What you will do: Reproduce the section of the listing that begins at the line containing "filename crates/commentbox-core/src/lib.rs" and finishes at the line containing "root for convenience". Include both end lines and nothing beyond them.
─── Data supplied ───
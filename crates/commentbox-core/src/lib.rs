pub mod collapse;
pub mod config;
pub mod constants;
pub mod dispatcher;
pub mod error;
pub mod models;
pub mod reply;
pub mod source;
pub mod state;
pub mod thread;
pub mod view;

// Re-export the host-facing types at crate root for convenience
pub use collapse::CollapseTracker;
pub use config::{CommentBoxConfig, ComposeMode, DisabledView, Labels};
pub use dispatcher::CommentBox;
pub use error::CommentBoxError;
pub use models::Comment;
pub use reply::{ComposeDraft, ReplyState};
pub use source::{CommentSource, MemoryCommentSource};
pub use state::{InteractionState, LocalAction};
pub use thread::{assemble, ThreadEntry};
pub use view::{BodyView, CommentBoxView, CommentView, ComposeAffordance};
───
─── Data supplied ───
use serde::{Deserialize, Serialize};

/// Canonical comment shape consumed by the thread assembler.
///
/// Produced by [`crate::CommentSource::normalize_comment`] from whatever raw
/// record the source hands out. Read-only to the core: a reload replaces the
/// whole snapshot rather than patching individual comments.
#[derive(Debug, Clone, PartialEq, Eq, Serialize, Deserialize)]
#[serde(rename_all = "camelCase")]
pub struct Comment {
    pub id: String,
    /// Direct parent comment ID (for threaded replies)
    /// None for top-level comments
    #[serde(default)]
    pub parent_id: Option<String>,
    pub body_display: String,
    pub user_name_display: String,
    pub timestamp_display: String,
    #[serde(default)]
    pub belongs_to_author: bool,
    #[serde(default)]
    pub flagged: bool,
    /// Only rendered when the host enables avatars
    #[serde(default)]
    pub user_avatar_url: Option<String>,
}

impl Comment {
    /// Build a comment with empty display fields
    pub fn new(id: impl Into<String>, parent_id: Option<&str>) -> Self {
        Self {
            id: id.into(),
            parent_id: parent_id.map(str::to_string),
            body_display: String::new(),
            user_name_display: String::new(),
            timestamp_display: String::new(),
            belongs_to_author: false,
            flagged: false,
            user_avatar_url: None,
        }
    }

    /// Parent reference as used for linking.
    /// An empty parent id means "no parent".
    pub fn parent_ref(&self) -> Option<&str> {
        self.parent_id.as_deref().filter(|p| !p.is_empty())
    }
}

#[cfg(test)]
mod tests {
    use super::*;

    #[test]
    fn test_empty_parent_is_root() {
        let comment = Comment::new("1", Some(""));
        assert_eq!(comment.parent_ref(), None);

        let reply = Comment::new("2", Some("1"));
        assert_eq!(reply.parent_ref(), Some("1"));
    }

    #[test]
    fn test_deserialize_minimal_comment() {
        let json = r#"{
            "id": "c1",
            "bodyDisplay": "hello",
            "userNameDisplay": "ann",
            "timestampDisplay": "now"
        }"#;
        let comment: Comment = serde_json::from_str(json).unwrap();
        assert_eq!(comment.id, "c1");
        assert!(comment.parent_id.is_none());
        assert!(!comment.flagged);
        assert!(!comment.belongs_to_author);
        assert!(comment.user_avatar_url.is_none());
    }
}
───
Answer to this task:
filename crates/commentbox-core/src/lib.rs
pub mod collapse;
pub mod config;
pub mod constants;
pub mod dispatcher;
pub mod error;
pub mod models;
pub mod reply;
pub mod source;
pub mod state;
pub mod thread;
pub mod view;

// Re-export the host-facing types at crate root for convenience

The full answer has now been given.